**Exercise requirements:** Every line holding the string "SearchResult" is to be copied from the entries below.

**Data shown:**
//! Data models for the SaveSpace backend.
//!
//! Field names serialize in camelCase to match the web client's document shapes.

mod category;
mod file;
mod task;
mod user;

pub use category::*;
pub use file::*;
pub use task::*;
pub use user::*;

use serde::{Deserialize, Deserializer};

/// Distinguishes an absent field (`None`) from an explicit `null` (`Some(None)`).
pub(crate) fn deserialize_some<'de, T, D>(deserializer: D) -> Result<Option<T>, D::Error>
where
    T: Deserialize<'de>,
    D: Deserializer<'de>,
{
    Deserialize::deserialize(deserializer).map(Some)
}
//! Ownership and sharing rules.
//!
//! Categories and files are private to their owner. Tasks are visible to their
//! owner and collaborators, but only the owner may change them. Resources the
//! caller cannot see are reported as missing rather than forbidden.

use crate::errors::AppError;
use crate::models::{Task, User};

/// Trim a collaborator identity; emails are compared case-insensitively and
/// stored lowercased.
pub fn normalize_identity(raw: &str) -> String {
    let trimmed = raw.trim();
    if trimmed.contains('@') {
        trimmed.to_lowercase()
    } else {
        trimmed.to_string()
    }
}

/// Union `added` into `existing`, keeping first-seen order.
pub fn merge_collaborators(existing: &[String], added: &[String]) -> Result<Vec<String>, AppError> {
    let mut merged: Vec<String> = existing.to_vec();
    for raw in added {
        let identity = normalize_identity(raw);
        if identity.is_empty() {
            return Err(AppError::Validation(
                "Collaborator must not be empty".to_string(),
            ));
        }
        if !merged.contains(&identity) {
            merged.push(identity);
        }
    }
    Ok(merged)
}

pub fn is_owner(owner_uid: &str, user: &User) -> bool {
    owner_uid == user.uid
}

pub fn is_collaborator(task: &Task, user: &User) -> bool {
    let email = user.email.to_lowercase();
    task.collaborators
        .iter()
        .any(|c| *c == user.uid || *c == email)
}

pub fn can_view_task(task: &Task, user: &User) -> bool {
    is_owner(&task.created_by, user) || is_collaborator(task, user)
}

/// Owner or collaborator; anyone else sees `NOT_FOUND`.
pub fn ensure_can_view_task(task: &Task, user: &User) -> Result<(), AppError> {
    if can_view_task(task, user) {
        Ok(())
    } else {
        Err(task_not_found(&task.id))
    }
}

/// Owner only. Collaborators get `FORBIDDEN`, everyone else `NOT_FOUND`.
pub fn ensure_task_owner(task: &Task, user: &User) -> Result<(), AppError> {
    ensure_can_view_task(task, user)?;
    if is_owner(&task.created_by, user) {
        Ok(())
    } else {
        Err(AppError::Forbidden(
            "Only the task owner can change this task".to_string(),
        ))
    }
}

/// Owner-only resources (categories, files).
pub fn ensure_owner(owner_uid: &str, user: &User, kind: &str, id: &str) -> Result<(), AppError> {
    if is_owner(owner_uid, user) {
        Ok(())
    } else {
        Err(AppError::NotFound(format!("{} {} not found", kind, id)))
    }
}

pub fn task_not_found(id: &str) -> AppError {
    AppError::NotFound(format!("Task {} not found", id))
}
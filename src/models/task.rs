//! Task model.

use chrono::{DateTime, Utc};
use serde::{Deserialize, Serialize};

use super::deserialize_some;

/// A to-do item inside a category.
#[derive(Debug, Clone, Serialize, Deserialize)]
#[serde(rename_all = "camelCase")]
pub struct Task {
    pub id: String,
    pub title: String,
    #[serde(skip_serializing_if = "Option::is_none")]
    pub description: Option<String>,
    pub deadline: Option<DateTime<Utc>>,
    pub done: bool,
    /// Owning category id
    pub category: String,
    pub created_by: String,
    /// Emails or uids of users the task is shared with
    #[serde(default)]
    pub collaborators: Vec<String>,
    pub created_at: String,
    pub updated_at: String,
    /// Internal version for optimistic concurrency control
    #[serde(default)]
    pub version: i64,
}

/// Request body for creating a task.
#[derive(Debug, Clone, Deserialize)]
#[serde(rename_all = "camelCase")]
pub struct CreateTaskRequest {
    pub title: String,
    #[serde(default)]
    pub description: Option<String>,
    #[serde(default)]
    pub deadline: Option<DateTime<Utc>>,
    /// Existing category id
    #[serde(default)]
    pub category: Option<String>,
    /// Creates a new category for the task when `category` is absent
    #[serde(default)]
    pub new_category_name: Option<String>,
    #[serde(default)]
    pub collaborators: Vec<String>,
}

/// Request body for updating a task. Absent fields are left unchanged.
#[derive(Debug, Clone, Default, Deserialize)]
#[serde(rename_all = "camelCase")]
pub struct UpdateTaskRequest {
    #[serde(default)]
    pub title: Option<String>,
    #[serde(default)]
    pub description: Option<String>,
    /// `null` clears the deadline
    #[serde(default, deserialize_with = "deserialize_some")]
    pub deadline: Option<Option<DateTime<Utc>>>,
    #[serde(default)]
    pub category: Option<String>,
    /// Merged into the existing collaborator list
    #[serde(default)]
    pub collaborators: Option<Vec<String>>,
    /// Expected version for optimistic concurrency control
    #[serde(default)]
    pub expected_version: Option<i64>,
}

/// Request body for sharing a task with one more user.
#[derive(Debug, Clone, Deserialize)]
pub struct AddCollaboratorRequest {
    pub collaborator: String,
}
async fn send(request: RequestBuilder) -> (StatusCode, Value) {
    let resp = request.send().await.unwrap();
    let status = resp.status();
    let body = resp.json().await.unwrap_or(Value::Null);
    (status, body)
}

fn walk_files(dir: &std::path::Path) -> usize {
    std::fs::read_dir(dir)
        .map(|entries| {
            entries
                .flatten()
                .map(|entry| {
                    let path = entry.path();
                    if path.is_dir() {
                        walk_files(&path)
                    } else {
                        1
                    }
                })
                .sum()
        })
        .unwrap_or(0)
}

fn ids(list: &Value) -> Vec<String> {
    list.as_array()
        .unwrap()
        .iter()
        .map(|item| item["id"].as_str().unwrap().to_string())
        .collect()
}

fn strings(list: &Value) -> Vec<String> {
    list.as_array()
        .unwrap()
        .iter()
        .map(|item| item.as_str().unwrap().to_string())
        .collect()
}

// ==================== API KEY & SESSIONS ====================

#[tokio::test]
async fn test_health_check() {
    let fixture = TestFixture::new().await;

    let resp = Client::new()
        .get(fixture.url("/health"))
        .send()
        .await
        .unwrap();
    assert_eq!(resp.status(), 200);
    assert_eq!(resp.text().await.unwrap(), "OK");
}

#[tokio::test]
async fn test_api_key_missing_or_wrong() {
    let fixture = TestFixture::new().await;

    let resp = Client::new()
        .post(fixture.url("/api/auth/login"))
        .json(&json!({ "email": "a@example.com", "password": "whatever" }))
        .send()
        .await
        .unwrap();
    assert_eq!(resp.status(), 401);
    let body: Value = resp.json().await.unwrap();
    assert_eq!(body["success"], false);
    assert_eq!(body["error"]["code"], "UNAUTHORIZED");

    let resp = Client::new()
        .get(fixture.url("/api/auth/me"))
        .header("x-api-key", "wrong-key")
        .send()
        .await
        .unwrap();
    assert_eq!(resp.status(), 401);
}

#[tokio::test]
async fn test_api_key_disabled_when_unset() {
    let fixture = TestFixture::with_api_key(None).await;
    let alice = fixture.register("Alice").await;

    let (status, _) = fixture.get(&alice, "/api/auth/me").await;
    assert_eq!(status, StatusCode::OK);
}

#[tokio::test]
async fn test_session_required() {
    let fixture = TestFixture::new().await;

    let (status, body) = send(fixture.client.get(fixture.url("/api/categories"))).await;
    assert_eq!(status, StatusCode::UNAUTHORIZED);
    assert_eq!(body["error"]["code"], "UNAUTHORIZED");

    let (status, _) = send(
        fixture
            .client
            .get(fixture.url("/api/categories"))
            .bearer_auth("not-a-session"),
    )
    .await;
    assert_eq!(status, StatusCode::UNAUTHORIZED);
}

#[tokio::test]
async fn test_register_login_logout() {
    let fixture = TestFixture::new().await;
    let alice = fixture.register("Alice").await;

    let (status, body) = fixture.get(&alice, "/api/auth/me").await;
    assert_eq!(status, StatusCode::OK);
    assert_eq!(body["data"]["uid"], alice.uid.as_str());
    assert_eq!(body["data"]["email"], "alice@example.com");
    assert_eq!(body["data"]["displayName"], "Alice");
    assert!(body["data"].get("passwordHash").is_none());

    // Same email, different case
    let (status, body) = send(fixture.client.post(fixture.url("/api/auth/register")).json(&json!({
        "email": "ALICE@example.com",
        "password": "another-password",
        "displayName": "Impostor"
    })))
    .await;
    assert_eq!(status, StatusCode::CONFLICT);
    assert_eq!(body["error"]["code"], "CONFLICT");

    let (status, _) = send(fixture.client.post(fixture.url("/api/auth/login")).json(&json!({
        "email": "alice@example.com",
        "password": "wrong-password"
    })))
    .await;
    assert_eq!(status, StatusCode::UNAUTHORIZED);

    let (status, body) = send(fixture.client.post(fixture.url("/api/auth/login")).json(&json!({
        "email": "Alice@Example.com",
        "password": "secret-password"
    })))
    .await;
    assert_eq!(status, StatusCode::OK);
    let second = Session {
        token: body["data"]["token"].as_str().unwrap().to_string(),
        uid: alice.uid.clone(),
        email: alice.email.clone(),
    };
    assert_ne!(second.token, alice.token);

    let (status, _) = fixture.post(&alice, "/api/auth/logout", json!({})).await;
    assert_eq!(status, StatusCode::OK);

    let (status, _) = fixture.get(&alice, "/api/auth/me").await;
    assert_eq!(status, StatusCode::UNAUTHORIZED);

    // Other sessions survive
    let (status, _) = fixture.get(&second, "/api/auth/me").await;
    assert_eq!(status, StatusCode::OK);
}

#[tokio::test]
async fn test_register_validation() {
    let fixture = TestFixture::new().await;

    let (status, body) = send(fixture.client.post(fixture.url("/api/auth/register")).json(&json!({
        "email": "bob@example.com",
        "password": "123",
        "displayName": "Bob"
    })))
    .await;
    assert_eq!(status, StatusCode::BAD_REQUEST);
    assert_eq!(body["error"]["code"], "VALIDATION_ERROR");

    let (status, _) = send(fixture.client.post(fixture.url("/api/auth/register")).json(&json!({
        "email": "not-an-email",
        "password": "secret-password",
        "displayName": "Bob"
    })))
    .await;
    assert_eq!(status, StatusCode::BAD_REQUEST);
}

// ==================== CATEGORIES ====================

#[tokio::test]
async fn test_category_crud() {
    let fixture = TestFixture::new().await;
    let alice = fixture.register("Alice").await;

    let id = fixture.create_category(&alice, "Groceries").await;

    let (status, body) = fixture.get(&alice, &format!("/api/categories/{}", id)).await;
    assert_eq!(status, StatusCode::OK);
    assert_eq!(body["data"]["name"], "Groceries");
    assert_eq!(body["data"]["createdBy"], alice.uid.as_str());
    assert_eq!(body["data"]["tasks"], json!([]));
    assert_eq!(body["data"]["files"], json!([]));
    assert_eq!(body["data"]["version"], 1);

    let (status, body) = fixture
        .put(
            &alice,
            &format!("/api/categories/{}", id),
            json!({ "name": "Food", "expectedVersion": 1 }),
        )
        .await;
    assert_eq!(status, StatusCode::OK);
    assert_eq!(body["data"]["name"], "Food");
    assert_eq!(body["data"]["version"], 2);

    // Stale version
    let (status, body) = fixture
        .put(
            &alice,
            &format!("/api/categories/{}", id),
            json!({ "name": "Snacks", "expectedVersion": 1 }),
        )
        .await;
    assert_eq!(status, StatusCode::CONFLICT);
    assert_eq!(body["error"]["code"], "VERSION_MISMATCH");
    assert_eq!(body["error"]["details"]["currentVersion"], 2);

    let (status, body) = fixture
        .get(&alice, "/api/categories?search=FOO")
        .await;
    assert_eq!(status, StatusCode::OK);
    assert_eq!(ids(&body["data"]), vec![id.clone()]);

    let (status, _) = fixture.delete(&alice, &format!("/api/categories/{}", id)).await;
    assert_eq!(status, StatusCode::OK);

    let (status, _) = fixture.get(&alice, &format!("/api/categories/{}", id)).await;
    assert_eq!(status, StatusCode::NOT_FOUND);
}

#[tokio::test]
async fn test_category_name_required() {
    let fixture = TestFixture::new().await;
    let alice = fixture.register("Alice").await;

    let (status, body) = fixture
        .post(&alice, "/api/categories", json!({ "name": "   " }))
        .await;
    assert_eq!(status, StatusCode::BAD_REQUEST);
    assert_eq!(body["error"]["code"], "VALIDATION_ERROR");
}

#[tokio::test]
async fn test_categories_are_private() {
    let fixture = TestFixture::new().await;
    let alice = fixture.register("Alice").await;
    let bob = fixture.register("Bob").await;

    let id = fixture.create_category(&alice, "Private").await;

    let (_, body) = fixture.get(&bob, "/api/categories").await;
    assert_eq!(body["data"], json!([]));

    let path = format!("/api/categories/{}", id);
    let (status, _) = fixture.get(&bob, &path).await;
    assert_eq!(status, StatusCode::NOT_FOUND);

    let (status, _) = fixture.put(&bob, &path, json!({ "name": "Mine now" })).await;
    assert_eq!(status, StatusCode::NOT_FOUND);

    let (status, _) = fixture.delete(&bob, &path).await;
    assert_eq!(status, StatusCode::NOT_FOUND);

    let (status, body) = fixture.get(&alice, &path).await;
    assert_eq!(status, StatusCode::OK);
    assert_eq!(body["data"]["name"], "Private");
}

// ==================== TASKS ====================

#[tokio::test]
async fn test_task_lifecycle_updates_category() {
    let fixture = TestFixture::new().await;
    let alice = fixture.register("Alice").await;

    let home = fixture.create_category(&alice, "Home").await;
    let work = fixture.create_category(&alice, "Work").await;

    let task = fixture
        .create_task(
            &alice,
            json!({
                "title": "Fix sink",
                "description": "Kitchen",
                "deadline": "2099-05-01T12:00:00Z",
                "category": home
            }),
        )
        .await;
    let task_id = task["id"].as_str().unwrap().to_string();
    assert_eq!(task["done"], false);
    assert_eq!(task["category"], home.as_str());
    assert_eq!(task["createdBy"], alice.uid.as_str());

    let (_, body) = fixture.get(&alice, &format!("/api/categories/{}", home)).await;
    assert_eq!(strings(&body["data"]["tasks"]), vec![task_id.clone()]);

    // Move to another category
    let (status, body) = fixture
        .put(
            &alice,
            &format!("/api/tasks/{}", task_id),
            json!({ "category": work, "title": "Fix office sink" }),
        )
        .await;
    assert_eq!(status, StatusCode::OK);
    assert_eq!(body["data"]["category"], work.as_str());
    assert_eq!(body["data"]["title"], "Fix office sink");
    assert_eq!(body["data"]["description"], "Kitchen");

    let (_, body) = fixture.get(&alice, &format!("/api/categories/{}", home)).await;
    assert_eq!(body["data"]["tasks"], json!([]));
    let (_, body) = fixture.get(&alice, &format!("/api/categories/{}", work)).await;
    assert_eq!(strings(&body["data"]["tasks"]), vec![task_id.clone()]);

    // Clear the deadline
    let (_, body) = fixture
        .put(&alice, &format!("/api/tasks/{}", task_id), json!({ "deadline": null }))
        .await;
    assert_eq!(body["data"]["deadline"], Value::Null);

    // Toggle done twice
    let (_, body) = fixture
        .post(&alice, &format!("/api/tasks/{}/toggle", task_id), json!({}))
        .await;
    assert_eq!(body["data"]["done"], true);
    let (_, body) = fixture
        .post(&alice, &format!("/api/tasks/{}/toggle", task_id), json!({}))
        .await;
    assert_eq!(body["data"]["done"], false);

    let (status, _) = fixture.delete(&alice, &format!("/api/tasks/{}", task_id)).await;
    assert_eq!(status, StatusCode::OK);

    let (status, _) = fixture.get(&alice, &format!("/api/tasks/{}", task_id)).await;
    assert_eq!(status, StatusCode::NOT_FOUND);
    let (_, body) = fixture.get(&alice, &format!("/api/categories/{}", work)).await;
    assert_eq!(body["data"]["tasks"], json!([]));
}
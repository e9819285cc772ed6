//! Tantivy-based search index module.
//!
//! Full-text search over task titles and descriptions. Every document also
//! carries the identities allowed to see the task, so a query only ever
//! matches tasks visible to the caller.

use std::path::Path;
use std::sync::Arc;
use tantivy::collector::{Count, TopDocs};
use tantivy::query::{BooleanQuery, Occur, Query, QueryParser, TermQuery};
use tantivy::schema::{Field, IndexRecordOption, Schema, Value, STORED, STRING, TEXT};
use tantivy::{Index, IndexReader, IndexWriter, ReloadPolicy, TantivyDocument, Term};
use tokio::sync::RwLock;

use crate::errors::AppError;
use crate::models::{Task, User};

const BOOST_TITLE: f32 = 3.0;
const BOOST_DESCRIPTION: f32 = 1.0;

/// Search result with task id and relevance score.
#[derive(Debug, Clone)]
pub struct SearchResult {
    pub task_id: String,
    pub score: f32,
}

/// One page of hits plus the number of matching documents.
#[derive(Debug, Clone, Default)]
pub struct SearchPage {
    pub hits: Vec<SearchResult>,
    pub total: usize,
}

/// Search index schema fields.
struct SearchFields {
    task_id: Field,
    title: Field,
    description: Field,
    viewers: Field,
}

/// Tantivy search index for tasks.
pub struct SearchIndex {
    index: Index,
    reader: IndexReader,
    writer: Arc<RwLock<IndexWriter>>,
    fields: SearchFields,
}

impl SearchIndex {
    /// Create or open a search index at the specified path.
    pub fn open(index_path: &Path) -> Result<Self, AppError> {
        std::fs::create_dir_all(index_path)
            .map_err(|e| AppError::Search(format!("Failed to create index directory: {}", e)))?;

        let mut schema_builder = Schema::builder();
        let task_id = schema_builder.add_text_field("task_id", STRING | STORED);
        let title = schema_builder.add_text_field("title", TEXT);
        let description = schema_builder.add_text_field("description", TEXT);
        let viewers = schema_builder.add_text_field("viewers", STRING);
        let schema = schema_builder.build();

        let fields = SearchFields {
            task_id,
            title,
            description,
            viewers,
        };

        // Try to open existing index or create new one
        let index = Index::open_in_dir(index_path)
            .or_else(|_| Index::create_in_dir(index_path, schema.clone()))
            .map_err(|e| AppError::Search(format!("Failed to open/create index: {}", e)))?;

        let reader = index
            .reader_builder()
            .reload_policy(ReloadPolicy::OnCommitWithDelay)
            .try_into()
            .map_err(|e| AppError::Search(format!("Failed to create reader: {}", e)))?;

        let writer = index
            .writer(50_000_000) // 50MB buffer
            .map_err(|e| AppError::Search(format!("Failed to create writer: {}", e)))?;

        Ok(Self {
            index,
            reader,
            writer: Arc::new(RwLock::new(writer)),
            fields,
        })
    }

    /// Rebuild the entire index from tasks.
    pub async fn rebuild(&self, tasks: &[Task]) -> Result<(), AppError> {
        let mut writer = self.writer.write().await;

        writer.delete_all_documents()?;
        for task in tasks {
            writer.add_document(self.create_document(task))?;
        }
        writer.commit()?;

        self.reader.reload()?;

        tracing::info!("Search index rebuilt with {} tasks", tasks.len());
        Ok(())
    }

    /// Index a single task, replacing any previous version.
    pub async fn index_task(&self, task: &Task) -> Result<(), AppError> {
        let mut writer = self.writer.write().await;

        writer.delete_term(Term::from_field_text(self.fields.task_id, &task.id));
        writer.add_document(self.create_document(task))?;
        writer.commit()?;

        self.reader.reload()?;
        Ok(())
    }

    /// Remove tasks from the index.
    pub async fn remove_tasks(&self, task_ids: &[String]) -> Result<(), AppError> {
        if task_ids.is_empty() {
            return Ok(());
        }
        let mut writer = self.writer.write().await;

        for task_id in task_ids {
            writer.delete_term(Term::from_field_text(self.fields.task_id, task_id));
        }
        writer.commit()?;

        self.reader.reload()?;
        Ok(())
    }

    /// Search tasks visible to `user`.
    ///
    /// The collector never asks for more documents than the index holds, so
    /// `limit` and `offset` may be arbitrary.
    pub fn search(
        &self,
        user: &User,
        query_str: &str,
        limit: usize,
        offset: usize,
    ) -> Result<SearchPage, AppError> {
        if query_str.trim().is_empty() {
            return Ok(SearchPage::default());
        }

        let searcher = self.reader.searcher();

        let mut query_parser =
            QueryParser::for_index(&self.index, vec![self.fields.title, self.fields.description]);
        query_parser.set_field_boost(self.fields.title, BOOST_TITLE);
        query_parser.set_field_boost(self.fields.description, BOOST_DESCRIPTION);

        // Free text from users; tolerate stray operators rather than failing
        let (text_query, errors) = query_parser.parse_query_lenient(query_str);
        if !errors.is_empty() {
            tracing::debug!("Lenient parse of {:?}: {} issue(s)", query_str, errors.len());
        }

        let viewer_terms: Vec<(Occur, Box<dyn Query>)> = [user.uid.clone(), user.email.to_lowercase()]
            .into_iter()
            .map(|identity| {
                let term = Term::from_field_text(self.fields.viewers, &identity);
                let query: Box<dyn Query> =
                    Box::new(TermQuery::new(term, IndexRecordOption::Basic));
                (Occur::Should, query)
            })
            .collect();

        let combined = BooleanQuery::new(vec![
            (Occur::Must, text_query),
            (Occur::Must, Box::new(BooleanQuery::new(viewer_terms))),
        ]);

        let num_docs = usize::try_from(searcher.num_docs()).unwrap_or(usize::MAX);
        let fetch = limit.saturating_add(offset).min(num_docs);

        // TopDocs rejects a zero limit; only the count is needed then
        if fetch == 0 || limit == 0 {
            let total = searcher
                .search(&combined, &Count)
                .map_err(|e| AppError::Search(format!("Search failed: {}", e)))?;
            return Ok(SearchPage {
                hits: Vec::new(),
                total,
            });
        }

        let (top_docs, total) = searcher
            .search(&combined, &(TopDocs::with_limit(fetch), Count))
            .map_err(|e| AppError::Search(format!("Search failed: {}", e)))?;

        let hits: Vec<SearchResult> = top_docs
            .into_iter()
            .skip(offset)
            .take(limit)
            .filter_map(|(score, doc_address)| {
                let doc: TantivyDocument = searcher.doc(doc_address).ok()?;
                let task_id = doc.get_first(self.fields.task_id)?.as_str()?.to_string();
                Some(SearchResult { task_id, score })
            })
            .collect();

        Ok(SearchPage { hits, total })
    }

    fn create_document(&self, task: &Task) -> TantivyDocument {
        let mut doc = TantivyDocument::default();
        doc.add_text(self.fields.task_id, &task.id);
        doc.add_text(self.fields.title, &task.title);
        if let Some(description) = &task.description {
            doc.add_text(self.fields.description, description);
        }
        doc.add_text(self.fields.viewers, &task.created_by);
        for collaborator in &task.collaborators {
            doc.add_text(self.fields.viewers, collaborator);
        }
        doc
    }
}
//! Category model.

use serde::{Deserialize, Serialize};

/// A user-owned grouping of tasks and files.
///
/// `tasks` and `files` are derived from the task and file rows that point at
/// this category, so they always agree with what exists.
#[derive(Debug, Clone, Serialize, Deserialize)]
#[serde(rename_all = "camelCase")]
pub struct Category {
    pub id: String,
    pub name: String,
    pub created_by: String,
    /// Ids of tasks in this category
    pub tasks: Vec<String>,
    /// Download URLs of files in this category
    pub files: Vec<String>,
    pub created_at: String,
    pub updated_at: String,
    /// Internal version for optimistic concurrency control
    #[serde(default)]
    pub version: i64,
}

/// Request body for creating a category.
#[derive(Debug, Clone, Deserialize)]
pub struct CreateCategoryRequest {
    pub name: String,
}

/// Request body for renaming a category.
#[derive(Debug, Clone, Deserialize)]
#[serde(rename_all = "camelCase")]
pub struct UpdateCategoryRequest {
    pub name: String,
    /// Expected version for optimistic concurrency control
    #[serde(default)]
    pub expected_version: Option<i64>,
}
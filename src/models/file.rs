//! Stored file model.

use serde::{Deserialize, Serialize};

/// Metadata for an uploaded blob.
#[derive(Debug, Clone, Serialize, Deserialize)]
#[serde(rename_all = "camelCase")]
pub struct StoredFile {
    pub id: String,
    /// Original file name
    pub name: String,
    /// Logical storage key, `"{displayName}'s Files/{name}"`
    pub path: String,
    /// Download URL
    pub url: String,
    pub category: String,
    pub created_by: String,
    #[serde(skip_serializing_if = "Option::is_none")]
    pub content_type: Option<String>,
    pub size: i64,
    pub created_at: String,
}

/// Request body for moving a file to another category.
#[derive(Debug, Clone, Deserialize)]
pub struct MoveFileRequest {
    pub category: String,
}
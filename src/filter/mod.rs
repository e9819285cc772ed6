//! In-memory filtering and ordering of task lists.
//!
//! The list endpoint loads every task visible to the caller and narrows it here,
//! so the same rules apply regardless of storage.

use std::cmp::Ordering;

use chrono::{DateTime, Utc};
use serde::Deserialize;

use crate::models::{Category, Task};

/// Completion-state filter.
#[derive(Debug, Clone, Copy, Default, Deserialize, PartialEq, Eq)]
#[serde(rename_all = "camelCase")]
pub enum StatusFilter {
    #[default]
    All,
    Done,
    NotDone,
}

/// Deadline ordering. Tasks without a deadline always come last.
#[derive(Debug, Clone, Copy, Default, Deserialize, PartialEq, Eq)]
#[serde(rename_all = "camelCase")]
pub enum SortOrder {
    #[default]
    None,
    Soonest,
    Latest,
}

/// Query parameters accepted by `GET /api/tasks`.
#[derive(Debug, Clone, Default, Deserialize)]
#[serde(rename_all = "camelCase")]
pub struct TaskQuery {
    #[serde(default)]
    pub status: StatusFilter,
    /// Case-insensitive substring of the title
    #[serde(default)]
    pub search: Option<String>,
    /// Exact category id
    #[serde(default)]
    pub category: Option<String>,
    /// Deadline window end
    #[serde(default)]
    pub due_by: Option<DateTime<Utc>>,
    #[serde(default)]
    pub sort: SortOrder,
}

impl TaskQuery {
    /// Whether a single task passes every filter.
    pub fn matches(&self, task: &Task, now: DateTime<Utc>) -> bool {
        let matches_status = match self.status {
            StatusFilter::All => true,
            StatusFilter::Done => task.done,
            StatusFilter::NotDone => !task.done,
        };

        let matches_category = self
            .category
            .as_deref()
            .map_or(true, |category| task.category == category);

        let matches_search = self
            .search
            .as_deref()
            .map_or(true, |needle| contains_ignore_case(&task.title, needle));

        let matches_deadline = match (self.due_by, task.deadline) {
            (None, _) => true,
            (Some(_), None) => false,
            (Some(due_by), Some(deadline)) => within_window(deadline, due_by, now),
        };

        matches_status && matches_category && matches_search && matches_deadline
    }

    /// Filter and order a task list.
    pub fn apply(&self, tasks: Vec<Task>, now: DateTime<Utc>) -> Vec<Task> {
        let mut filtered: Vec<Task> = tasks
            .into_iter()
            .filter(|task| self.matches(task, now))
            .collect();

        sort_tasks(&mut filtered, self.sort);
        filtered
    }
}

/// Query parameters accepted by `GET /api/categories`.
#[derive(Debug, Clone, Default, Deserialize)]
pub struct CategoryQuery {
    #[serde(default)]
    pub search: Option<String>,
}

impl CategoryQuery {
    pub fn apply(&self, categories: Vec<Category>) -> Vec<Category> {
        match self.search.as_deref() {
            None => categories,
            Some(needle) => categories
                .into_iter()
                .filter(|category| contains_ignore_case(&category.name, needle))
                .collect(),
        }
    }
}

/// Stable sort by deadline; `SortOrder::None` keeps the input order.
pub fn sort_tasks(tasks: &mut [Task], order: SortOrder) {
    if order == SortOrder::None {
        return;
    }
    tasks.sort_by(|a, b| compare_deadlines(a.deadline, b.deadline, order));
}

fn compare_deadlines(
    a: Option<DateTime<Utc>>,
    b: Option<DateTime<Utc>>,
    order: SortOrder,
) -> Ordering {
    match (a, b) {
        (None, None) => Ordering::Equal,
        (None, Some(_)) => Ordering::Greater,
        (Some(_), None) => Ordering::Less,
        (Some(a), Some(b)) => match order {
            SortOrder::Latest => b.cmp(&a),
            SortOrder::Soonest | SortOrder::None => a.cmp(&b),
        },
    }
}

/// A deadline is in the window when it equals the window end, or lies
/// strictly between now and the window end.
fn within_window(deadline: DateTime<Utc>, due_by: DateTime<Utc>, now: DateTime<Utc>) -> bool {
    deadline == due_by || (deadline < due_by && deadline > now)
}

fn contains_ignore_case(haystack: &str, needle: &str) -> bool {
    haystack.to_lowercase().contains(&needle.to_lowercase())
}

**Written solution:**
pub struct SearchResult {
    pub hits: Vec<SearchResult>,
        let hits: Vec<SearchResult> = top_docs
                Some(SearchResult { task_id, score })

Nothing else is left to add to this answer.